We hadn’t been able to paddle against the wind. Not that the oars were really made for rowing in the ocean. They were something we could use when we were in shallow water to help propel us up onto a beach, but as far as directions went, they would only serve to wear us out as we searched for land.
And I didn’t even know if we’d actually be able to find land.
I might have talked a big game when we’d first found ourselves on the boat, but the reality was that I didn’t know where we were any more than the kids did. I didn’t know what was going to come ahead of us.
Were we going to make it out of this thing alive?
Maybe.
Were we going to be in one piece?
Possibly.
Would we have crazy emotional issues when this was all over?
Yes.
Definitely.
Now, I tried to think of a way I could get out of this situation. We were all completely screwed if we didn’t do something.
But what?
We were floating in the middle of nowhere with nothing in sight. There was no land. We couldn’t just start swimming. We’d get tired and sink before we ever reached any sort of shoreline.
On a whim, I decided to go sit on top of the lifeboat. We’d kept the doors open part of the day before just to get some air flowing throughout the little boat.
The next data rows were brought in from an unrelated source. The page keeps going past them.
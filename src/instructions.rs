use bitflags::bitflags;

bitflags! {
#[derive(Debug, Clone, Copy, PartialEq, Eq)]
pub struct OpBits: u8 {
const SRC_REG = 0x08; // second operand is a register (branch ops)
}
}

/// Operand grammar of a mnemonic.
#[derive(Debug, Clone, Copy, PartialEq, Eq)]
pub enum Form {
    /// `OP dst, src|imm`
    Alu,
    /// `OP dst`; the width lands in `imm`
    ByteSwap { width: u32 },
    /// `JA target`
    Jump,
    /// `OP dst, src|imm, target`
    Branch,
}

impl Form {
    /// Number of operands following the mnemonic.
    pub fn arity(self) -> usize {
        match self {
            Form::Alu => 2,
            Form::ByteSwap { .. } => 1,
            Form::Jump => 1,
            Form::Branch => 3,
        }
    }
}

#[derive(Debug, Clone, Copy)]
pub struct InstrDesc {
    pub mnemonic: &'static str,
    pub opcode: u8,
    pub form: Form,
}

impl InstrDesc {
    const fn alu(mnemonic: &'static str, opcode: u8) -> Self {
        Self { mnemonic, opcode, form: Form::Alu }
    }
    const fn swap(mnemonic: &'static str, opcode: u8, width: u32) -> Self {
        Self { mnemonic, opcode, form: Form::ByteSwap { width } }
    }
    const fn branch(mnemonic: &'static str, opcode: u8) -> Self {
        Self { mnemonic, opcode, form: Form::Branch }
    }
}

pub const TABLE: &[InstrDesc] = &[
    // 64-bit ALU
    InstrDesc::alu("ADD", 0x07),
    InstrDesc::alu("SUB", 0x17),
    InstrDesc::alu("MUL", 0x27),
    InstrDesc::alu("DIV", 0x37),
    InstrDesc::alu("OR", 0x47),
    InstrDesc::alu("AND", 0x57),
    InstrDesc::alu("LSH", 0x67),
    InstrDesc::alu("RSH", 0x77),
    InstrDesc::alu("NEG", 0x87),
    InstrDesc::alu("MOD", 0x97),
    InstrDesc::alu("XOR", 0xA7),
    InstrDesc::alu("MOV", 0xB7),
    InstrDesc::alu("ARSH", 0xC7),
    // 32-bit ALU
    InstrDesc::alu("ADD32", 0x04),
    InstrDesc::alu("SUB32", 0x14),
    InstrDesc::alu("MUL32", 0x24),
    InstrDesc::alu("DIV32", 0x34),
    InstrDesc::alu("OR32", 0x44),
    InstrDesc::alu("AND32", 0x54),
    InstrDesc::alu("LSH32", 0x64),
    InstrDesc::alu("RSH32", 0x74),
    InstrDesc::alu("NEG32", 0x84),
    InstrDesc::alu("MOD32", 0x94),
    InstrDesc::alu("XOR32", 0xA4),
    InstrDesc::alu("MOV32", 0xB4),
    InstrDesc::alu("ARSH32", 0xC4),
    // byteswap
    InstrDesc::swap("LE16", 0xD4, 16),
    InstrDesc::swap("LE32", 0xD4, 32),
    InstrDesc::swap("LE64", 0xD4, 64),
    InstrDesc::swap("BE16", 0xDC, 16),
    InstrDesc::swap("BE32", 0xDC, 32),
    InstrDesc::swap("BE64", 0xDC, 64),
    // jumps
    InstrDesc { mnemonic: "JA", opcode: 0x05, form: Form::Jump },
    InstrDesc::branch("JEQ", 0x15),
    InstrDesc::branch("JGT", 0x25),
    InstrDesc::branch("JGE", 0x35),
    InstrDesc::branch("JSET", 0x45),
    InstrDesc::branch("JNE", 0x55),
    InstrDesc::branch("JLT", 0xA5),
    InstrDesc::branch("JLE", 0xB5),
];

/// Case-insensitive mnemonic lookup.
pub fn lookup(mnemonic: &str) -> Option<&'static InstrDesc> {
    TABLE
        .iter()
        .find(|d| d.mnemonic.eq_ignore_ascii_case(mnemonic))
}

/// Reverse lookup used by the disassembler. Branch opcodes are matched on their
/// base value (without [`OpBits::SRC_REG`]); byteswaps need the width from `imm`.
pub fn by_opcode(opcode: u8, imm: u32) -> Option<&'static InstrDesc> {
    let base = opcode & !OpBits::SRC_REG.bits();
    TABLE.iter().find(|d| match d.form {
        Form::Alu => d.opcode == opcode,
        Form::ByteSwap { width } => d.opcode == opcode && width == imm,
        Form::Jump => d.opcode == opcode,
        Form::Branch => d.opcode == base,
    })
}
It was incredibly hot out in the middle of nowhere without any shade, and it was baffling to me how we’d already managed to make it through one day with a little bit of water still intact.
I hadn’t missed the way Isaiah and Winter had chosen to try to conserve their own water usage, as well. They might be young, but they weren’t stupid. They weren’t the type of people who were just going to drink up all of their water and then instantly die.
They were like me. We made a good team, I thought. At least, I hoped that we’d all live long enough to make a good team.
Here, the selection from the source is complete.